▶ [Exercise aim]
In the records below, find the line with "repository c309dbbd05005297" and the line with "use crate::core::models::membrane::MembraneGeometry;"; return exactly those lines and every line between them.

Saved entries
★ ★ ★ ★

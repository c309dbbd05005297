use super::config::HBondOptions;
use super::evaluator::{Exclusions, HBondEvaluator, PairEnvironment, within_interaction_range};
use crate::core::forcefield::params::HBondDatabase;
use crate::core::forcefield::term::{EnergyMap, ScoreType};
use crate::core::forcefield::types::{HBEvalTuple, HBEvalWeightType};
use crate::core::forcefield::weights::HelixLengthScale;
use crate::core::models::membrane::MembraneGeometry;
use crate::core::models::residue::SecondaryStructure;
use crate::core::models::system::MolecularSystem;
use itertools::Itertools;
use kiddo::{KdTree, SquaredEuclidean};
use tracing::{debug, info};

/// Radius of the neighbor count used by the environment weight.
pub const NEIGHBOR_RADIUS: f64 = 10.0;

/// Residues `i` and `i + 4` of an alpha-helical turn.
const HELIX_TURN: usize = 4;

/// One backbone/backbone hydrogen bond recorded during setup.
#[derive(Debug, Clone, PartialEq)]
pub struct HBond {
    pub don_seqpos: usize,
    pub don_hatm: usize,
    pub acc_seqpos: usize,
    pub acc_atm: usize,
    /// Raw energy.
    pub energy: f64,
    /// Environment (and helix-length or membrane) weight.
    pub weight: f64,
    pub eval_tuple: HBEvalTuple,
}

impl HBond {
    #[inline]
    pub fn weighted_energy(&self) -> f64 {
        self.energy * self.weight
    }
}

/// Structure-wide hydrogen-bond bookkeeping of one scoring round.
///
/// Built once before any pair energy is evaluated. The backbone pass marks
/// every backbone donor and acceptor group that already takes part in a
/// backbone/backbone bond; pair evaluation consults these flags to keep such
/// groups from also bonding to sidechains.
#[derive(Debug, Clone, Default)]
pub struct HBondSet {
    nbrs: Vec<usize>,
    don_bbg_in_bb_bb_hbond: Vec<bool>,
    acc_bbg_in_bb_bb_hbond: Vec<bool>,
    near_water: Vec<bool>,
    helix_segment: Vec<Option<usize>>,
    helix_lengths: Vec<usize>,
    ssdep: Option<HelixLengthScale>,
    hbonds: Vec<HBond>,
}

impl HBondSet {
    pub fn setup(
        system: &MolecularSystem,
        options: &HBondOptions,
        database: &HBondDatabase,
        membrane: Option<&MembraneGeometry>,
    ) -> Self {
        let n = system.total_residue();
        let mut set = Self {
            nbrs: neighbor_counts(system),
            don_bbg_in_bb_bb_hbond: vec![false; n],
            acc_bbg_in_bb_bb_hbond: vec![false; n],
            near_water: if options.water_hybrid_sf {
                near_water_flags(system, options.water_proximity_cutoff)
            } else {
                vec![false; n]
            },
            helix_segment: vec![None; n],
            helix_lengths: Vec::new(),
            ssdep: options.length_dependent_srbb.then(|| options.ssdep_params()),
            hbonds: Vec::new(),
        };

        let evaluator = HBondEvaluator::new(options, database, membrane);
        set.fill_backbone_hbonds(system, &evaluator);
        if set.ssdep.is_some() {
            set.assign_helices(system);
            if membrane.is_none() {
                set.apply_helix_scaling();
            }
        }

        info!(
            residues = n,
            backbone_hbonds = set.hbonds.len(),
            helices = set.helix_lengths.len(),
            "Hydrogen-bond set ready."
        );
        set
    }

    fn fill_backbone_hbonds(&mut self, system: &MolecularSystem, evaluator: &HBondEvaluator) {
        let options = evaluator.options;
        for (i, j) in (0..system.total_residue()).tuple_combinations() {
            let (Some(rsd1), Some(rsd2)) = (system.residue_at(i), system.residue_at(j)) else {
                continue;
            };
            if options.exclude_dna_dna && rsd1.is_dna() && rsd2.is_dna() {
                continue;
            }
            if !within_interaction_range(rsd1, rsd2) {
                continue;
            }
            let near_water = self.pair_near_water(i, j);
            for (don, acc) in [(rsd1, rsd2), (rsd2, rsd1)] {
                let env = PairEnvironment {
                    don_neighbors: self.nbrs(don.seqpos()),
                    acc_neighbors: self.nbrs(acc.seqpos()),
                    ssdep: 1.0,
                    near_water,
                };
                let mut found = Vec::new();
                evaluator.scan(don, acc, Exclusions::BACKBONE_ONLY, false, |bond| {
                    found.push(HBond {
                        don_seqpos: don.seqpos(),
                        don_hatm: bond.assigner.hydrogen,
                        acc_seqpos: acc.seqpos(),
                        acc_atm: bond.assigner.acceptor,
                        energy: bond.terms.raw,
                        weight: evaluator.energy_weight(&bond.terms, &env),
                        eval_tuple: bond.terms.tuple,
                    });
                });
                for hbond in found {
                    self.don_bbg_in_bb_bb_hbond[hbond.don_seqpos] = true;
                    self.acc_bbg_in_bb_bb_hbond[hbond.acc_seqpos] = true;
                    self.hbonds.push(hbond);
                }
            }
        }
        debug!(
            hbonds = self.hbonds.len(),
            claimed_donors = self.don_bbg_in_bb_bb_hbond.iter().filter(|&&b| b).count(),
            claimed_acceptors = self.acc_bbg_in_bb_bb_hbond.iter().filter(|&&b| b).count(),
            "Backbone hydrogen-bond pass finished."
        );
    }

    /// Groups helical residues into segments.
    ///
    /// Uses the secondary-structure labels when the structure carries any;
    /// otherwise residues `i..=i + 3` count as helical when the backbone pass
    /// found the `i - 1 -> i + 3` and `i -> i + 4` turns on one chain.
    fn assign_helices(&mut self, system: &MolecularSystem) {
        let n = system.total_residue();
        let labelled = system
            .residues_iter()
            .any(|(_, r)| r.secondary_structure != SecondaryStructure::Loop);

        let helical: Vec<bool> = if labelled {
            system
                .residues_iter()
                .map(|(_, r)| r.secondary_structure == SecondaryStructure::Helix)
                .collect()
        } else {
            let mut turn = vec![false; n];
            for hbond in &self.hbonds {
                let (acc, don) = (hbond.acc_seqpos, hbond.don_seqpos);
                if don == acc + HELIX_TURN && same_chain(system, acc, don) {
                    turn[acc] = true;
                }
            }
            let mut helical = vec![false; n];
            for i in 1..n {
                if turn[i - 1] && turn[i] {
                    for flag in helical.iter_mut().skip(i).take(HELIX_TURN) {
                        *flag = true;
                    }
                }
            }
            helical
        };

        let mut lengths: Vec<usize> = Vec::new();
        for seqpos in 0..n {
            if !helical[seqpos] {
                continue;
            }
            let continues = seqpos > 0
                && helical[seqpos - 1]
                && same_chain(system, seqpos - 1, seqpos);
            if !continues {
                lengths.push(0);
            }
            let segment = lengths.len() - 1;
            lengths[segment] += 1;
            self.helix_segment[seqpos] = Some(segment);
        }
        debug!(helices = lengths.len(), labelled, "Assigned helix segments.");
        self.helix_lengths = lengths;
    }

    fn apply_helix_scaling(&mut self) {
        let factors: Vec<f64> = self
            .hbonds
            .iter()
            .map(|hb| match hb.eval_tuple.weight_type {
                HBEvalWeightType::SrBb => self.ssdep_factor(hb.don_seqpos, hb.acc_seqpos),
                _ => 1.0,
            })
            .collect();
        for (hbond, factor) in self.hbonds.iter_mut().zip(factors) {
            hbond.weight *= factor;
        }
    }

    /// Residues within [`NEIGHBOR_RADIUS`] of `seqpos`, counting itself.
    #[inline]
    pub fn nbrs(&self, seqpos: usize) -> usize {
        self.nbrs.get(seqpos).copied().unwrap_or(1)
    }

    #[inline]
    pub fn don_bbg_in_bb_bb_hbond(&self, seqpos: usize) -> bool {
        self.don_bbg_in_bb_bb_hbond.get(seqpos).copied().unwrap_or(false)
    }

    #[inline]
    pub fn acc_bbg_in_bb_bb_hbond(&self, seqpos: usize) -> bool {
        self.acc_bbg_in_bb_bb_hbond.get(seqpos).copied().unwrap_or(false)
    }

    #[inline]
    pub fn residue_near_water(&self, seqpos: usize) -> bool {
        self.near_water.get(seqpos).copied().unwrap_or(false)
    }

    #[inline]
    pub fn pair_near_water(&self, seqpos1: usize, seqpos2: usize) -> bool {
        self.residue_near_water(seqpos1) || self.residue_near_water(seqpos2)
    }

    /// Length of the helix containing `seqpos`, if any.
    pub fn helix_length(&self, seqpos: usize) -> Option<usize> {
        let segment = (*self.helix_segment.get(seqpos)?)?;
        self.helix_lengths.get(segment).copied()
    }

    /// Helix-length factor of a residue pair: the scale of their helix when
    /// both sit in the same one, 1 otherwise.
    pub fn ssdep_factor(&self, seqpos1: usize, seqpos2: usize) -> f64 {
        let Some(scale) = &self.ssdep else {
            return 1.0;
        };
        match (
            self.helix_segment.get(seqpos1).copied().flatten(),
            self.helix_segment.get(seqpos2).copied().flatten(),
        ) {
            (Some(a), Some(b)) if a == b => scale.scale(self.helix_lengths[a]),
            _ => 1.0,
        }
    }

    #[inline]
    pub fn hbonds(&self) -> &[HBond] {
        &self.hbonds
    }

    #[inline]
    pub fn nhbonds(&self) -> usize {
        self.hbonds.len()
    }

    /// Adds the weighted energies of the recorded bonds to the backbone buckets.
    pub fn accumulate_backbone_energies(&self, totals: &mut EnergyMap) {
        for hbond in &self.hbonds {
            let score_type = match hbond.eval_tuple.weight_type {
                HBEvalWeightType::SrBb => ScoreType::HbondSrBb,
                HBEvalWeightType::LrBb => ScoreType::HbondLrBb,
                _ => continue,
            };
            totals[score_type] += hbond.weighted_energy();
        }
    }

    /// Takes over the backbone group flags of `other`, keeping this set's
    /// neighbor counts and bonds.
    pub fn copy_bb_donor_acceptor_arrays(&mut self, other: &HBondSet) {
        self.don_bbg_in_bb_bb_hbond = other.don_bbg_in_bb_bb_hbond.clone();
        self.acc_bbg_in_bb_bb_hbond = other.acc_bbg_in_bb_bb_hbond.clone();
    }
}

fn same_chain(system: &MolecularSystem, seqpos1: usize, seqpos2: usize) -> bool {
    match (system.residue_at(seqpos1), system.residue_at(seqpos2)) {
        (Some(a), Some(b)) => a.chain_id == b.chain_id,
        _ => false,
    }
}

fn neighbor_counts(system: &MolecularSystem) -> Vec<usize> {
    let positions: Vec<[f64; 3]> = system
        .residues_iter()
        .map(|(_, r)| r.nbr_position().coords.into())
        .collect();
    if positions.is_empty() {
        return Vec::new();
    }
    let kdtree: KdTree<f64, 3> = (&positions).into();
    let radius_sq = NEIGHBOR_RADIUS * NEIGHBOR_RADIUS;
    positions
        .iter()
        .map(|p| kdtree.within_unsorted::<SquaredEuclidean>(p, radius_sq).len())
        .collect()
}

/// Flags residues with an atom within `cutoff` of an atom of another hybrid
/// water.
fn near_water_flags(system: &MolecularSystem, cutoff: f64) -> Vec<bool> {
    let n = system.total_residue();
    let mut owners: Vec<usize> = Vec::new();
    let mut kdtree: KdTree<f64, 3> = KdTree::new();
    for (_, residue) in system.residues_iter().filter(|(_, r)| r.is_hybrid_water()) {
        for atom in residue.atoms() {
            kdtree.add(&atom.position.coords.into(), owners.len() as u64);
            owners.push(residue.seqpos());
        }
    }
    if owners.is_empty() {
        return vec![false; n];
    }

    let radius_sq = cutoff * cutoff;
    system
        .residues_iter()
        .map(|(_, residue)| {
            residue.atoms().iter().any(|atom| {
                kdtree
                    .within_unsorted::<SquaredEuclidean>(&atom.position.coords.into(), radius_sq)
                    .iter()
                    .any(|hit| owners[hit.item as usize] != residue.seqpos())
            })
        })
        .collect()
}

★ ★ ★ ★

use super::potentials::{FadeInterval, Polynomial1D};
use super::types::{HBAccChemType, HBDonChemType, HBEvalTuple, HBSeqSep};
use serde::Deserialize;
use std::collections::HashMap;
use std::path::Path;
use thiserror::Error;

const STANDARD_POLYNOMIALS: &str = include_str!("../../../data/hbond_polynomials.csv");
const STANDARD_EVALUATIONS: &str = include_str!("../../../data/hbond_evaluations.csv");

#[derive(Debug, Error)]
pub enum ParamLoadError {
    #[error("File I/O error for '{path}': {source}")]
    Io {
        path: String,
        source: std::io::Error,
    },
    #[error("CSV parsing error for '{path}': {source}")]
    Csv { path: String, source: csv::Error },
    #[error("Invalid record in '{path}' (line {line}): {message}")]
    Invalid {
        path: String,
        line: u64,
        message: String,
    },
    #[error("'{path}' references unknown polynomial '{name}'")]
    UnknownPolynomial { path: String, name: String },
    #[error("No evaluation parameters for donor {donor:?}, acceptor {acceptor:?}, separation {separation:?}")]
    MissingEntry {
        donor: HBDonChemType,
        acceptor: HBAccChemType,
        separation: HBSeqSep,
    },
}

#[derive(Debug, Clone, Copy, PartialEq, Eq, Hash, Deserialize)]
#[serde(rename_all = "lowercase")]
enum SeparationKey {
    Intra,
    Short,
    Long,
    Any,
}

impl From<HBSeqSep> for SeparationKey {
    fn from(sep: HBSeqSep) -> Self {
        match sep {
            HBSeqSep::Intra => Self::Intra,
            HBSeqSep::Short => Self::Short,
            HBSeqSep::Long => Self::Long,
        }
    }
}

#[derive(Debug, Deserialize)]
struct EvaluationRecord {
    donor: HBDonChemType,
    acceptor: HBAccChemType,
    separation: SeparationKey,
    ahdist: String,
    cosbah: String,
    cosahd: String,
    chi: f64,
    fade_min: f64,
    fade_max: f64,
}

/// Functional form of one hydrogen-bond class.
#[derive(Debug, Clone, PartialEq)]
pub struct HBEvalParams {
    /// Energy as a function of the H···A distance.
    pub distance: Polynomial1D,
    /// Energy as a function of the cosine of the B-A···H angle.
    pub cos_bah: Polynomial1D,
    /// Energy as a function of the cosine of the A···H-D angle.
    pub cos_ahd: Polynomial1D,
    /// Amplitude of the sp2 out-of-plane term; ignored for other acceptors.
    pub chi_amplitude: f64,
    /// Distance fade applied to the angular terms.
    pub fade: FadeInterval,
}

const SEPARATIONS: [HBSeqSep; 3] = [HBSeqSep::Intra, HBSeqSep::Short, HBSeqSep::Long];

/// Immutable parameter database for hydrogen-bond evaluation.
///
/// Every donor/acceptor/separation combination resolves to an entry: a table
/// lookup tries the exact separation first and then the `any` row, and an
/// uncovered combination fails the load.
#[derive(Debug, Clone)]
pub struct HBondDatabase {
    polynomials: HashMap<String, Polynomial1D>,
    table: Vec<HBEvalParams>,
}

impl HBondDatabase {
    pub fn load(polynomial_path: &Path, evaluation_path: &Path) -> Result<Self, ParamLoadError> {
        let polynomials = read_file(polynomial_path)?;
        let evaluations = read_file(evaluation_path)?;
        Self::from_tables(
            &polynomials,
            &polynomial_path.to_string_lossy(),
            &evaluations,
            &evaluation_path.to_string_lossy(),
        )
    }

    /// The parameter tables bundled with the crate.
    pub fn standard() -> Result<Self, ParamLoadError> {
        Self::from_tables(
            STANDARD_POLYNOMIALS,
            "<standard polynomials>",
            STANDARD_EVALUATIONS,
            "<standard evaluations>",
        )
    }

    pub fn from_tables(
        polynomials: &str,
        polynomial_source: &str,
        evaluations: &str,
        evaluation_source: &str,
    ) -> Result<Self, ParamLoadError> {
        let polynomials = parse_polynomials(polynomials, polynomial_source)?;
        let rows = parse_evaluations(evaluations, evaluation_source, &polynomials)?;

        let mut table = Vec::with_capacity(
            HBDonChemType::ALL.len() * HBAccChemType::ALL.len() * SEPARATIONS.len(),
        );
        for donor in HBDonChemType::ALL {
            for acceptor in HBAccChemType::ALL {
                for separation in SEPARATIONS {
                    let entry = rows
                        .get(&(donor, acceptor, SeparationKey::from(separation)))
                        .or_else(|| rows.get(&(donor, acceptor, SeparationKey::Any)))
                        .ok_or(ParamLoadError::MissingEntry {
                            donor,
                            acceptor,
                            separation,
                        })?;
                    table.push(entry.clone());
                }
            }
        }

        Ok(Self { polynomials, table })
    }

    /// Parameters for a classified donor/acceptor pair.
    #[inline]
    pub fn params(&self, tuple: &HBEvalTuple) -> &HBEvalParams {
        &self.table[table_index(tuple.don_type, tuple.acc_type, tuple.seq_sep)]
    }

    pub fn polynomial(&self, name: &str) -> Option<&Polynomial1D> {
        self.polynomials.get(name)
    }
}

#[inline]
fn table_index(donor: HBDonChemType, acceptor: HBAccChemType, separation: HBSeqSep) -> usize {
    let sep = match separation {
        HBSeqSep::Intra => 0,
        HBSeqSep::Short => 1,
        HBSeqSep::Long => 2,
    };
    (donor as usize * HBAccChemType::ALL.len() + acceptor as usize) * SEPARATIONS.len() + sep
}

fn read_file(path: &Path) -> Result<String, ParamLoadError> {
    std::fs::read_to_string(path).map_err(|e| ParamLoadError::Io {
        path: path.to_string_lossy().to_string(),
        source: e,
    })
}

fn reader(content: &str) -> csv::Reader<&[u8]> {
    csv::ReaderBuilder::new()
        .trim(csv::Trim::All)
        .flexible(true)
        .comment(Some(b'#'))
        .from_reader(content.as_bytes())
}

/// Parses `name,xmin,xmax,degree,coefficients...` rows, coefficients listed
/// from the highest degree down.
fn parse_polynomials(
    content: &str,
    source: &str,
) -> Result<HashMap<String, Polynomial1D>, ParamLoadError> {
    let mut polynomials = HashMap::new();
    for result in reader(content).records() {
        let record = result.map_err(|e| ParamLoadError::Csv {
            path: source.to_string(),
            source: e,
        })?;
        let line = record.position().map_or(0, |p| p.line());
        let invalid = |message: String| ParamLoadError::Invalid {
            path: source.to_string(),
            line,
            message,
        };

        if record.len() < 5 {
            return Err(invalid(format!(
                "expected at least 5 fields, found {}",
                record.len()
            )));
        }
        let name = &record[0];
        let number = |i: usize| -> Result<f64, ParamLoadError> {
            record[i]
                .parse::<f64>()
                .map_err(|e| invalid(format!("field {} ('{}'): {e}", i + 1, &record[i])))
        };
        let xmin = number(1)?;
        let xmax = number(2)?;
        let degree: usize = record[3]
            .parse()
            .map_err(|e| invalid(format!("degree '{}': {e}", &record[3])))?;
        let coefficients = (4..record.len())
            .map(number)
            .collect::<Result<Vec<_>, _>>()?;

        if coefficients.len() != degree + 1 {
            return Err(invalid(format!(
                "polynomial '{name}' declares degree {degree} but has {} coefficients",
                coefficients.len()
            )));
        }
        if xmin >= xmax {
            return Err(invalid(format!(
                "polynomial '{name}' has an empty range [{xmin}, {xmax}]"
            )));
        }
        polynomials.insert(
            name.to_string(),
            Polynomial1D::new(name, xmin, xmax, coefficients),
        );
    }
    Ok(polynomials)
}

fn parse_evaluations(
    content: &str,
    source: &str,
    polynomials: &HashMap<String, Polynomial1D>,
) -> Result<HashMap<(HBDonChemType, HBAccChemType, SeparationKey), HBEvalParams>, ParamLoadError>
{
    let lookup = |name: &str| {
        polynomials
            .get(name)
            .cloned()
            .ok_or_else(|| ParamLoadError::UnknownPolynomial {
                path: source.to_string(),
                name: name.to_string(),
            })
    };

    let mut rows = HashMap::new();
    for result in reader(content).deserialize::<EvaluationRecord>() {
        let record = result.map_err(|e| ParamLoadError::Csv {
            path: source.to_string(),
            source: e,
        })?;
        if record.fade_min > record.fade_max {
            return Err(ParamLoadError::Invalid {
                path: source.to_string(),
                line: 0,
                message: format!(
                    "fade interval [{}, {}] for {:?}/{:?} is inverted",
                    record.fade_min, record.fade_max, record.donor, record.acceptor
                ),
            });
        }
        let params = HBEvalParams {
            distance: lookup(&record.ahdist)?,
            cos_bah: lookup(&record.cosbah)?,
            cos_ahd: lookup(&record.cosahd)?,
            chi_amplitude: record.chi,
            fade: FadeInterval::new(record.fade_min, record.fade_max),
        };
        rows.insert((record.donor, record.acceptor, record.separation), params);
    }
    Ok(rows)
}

★ ★ ★ ★

▶ [Result of the task]
repository c309dbbd05005297
use super::config::HBondOptions;
use super::evaluator::{Exclusions, HBondEvaluator, PairEnvironment, within_interaction_range};
use crate::core::forcefield::params::HBondDatabase;
use crate::core::forcefield::term::{EnergyMap, ScoreType};
use crate::core::forcefield::types::{HBEvalTuple, HBEvalWeightType};
use crate::core::forcefield::weights::HelixLengthScale;
use crate::core::models::membrane::MembraneGeometry;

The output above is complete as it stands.